AVAILABLE DATA: Begin

/// Externally visible state of a vehicle
#[derive(Debug, Clone, Copy, PartialEq, Eq, Serialize)]
pub enum VehicleStatus {
    Idle,
    Planning,
    Traveling,
    Waiting,
    Arrived,
}

/// Whether a vehicle drives with the emergency flag
#[derive(Debug, Clone, Copy, PartialEq, Eq, Serialize)]
pub enum VehicleRole {
    Normal,
    Emergency,
}

/// What the vehicle is doing between two decisions
#[derive(Debug, Clone, Copy, PartialEq)]
enum Leg {
    /// Standing on a node with nothing outstanding
    AtNode,
    AwaitingGrant {
        edge: EdgeId,
        next: NodeId,
        resend_at: SimTime,
    },
    BackingOff {
        edge: EdgeId,
        next: NodeId,
        until: SimTime,
    },
    Crossing {
        edge: EdgeId,
        next: NodeId,
        until: SimTime,
    },
    OnEdge {
        edge: EdgeId,
        next: NodeId,
        until: SimTime,
    },
    Dwelling {
        until: SimTime,
    },
}

/// Timing parameters a vehicle needs from the configuration
#[derive(Debug, Clone, Copy)]
pub struct VehicleSettings {
    pub crossing_time: f64,
    pub seconds_per_cost: f64,
    pub request_timeout: f64,
    pub emergency_backoff: f64,
    pub dwell_time: f64,
    pub roaming: bool,
    pub reroute_threshold: f64,
}

impl VehicleSettings {
    pub fn from_config(config: &SimConfig) -> Self {
        Self {
            crossing_time: config.crossing_time,
            seconds_per_cost: config.seconds_per_cost,
            request_timeout: config.request_timeout,
            emergency_backoff: config.emergency_backoff,
            dwell_time: config.dwell_time,
            roaming: config.roaming,
            reroute_threshold: config.reroute_threshold,
        }
    }
}

/// An ordinary vehicle; emergency vehicles wrap one with the priority role
#[derive(Debug)]
pub struct VehicleAgent {
    id: VehicleId,
    role: VehicleRole,
    city: Arc<City>,
    settings: VehicleSettings,
    metrics: MetricsSink,
    board: Option<Arc<PositionBoard>>,
    rng: StdRng,

    position: NodeId,
    current_edge: Option<EdgeId>,
    destination: Option<NodeId>,
    route: Option<Route>,
    /// Index into `route.edges` of the next road to take
    route_index: usize,
    status: VehicleStatus,
    leg: Leg,
    wake_at: Option<SimTime>,
    trip_started: Option<SimTime>,
    reroute_pending: bool,
    trips_completed: usize,
    replans: usize,
}
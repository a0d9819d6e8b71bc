//! Incident and roadblock registry
//!
//! Incidents reference edges by id only. Each edge has its own lock so that
//! reports and ticks from different agents interleave without a global lock.

use log::{debug, info};
use serde::Serialize;
use std::sync::atomic::{AtomicU64, Ordering};
use std::sync::Mutex;

use super::error::SimError;
use super::types::{
    EdgeId, IncidentId, SimTime, BLOCKED_THRESHOLD, ROADBLOCK_SEVERITY,
};

/// How severities of overlapping incidents on one edge combine
#[derive(Debug, Clone, Copy, PartialEq, Eq, Default)]
pub enum SeverityPolicy {
    /// Take the worst incident; overlapping reports cannot blow up the cost
    #[default]
    Max,
    /// Add all severities together
    Sum,
}

/// Lifecycle of an incident; purged incidents simply disappear
#[derive(Debug, Clone, Copy, PartialEq, Eq, Serialize)]
pub enum IncidentState {
    Active,
    Expired,
}

/// An accident or roadblock on one edge
#[derive(Debug, Clone, PartialEq, Serialize)]
pub struct Incident {
    pub id: IncidentId,
    pub edge: EdgeId,
    pub severity: f64,
    pub created_at: SimTime,
    pub ttl: f64,
    pub state: IncidentState,
}

impl Incident {
    /// The time at which the incident stops counting
    pub fn expires_at(&self) -> SimTime {
        self.created_at + self.ttl
    }

    /// TTL left at the given time
    pub fn remaining_ttl(&self, now: SimTime) -> f64 {
        self.expires_at() - now
    }

    /// Whether the incident contributes cost at `at`
    pub fn is_active_at(&self, at: SimTime) -> bool {
        self.state == IncidentState::Active && self.remaining_ttl(at) > 0.0
    }
}

/// Registry of incidents keyed by edge
#[derive(Debug)]
pub struct EventManager {
    slots: Vec<Mutex<Vec<Incident>>>,
    next_id: AtomicU64,
    /// Manager time in seconds, stored as `f64` bits
    now_bits: AtomicU64,
}

impl EventManager {
    pub fn new(edge_count: usize) -> Self {
        Self {
            slots: (0..edge_count).map(|_| Mutex::new(Vec::new())).collect(),
            next_id: AtomicU64::new(0),
            now_bits: AtomicU64::new(0f64.to_bits()),
        }
    }

    fn slot(&self, edge: EdgeId) -> Result<&Mutex<Vec<Incident>>, SimError> {
        self.slots
            .get(edge.0)
            .ok_or_else(|| SimError::ProtocolViolation(format!("unknown edge {edge}")))
    }

    /// Time as seen by the manager, the sum of all ticks so far
    pub fn now(&self) -> SimTime {
        f64::from_bits(self.now_bits.load(Ordering::Acquire))
    }

    /// Register a new incident. Duplicates are never merged.
    pub fn report(&self, edge: EdgeId, severity: f64, ttl: f64) -> Result<IncidentId, SimError> {
        let slot = self.slot(edge)?;
        let id = IncidentId(self.next_id.fetch_add(1, Ordering::Relaxed));
        let incident = Incident {
            id,
            edge,
            severity: severity.max(0.0),
            created_at: self.now(),
            ttl,
            state: if ttl > 0.0 {
                IncidentState::Active
            } else {
                IncidentState::Expired
            },
        };
        info!(
            "Incident {} on {} (severity {:.1}, ttl {:.1}s)",
            id.0, edge, incident.severity, ttl
        );
        lock(slot).push(incident);
        Ok(id)
    }

    /// Convenience: a very severe incident that blocks the edge for a while
    pub fn spawn_temporary_block(&self, edge: EdgeId, ttl: f64) -> Result<IncidentId, SimError> {
        self.report(edge, ROADBLOCK_SEVERITY, ttl)
    }

    /// Advance manager time and expire incidents whose TTL ran out.
    /// Returns the number of incidents that expired on this tick.
    pub fn tick(&self, elapsed: f64) -> usize {
        let step = elapsed.max(0.0);
        let previous = self
            .now_bits
            .fetch_update(Ordering::AcqRel, Ordering::Acquire, |bits| {
                Some((f64::from_bits(bits) + step).to_bits())
            })
            .unwrap_or_else(|bits| bits);
        let now = f64::from_bits(previous) + step;

        let mut expired = 0;
        for slot in &self.slots {
            for incident in lock(slot).iter_mut() {
                if incident.state == IncidentState::Active && incident.remaining_ttl(now) <= 0.0 {
                    incident.state = IncidentState::Expired;
                    expired += 1;
                    debug!("Incident {} on {} expired", incident.id.0, incident.edge);
                }
            }
        }
        expired
    }

    /// Purge expired incidents. Returns how many were removed.
    pub fn sweep(&self) -> usize {
        let mut purged = 0;
        for slot in &self.slots {
            let mut incidents = lock(slot);
            let before = incidents.len();
            incidents.retain(|inc| inc.state == IncidentState::Active);
            purged += before - incidents.len();
        }
        if purged > 0 {
            debug!("Purged {purged} expired incidents");
        }
        purged
    }

    /// Remove an incident before its TTL runs out
    pub fn clear(&self, id: IncidentId) -> bool {
        for slot in &self.slots {
            let mut incidents = lock(slot);
            if let Some(pos) = incidents.iter().position(|inc| inc.id == id) {
                incidents.remove(pos);
                return true;
            }
        }
        false
    }

    /// Active incidents on an edge, empty when there are none
    pub fn active_incidents(&self, edge: EdgeId) -> Vec<Incident> {
        let now = self.now();
        self.slot(edge)
            .map(|slot| {
                lock(slot)
                    .iter()
                    .filter(|inc| inc.is_active_at(now))
                    .cloned()
                    .collect()
            })
            .unwrap_or_default()
    }

    /// Every active incident, ordered by id
    pub fn all_active(&self) -> Vec<Incident> {
        let now = self.now();
        let mut all: Vec<Incident> = self
            .slots
            .iter()
            .flat_map(|slot| {
                lock(slot)
                    .iter()
                    .filter(|inc| inc.is_active_at(now))
                    .cloned()
                    .collect::<Vec<_>>()
            })
            .collect();
        all.sort_by_key(|inc| inc.id);
        all
    }

    /// Combined severity of the incidents active on `edge` at `at`.
    ///
    /// # Panics
    /// Panics on an unknown edge; callers only pass ids taken from the graph.
    pub fn penalty(&self, edge: EdgeId, at: SimTime, policy: SeverityPolicy) -> f64 {
        let incidents = lock(&self.slots[edge.0]);
        let active = incidents.iter().filter(|inc| inc.is_active_at(at));
        match policy {
            SeverityPolicy::Max => active.map(|inc| inc.severity).fold(0.0, f64::max),
            SeverityPolicy::Sum => active.map(|inc| inc.severity).sum(),
        }
    }

    /// Whether the worst active incident on the edge reaches `threshold`
    pub fn is_blocked_above(&self, edge: EdgeId, threshold: f64) -> bool {
        self.active_incidents(edge)
            .iter()
            .any(|inc| inc.severity >= threshold)
    }

    /// Whether the edge carries a roadblock-grade incident
    pub fn is_blocked(&self, edge: EdgeId) -> bool {
        self.is_blocked_above(edge, BLOCKED_THRESHOLD)
    }

    /// Edges carrying a roadblock-grade incident
    pub fn blocked_edges(&self) -> Vec<EdgeId> {
        let mut edges: Vec<EdgeId> = self
            .all_active()
            .into_iter()
            .filter(|inc| inc.severity >= BLOCKED_THRESHOLD)
            .map(|inc| inc.edge)
            .collect();
        edges.sort();
        edges.dedup();
        edges
    }

    pub fn edge_count(&self) -> usize {
        self.slots.len()
    }
}

/// Lock a per-edge slot, recovering the data if a holder panicked
pub(crate) fn lock<T>(mutex: &Mutex<T>) -> std::sync::MutexGuard<'_, T> {
    mutex.lock().unwrap_or_else(|poisoned| poisoned.into_inner())
}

AVAILABLE DATA: End

The response should hold exactly the lines starting at the line with "lock(slot).push(incident);" and ending at the line with "let before = incidents.len();", and no other line of the material above.

WRITTEN SOLUTION =>
        lock(slot).push(incident);
        Ok(id)
    }

    /// Convenience: a very severe incident that blocks the edge for a while
    pub fn spawn_temporary_block(&self, edge: EdgeId, ttl: f64) -> Result<IncidentId, SimError> {
        self.report(edge, ROADBLOCK_SEVERITY, ttl)
    }

    /// Advance manager time and expire incidents whose TTL ran out.
    /// Returns the number of incidents that expired on this tick.
    pub fn tick(&self, elapsed: f64) -> usize {
        let step = elapsed.max(0.0);
        let previous = self
            .now_bits
            .fetch_update(Ordering::AcqRel, Ordering::Acquire, |bits| {
                Some((f64::from_bits(bits) + step).to_bits())
            })
            .unwrap_or_else(|bits| bits);
        let now = f64::from_bits(previous) + step;

        let mut expired = 0;
        for slot in &self.slots {
            for incident in lock(slot).iter_mut() {
                if incident.state == IncidentState::Active && incident.remaining_ttl(now) <= 0.0 {
                    incident.state = IncidentState::Expired;
                    expired += 1;
                    debug!("Incident {} on {} expired", incident.id.0, incident.edge);
                }
            }
        }
        expired
    }

    /// Purge expired incidents. Returns how many were removed.
    pub fn sweep(&self) -> usize {
        let mut purged = 0;
        for slot in &self.slots {
            let mut incidents = lock(slot);
            let before = incidents.len();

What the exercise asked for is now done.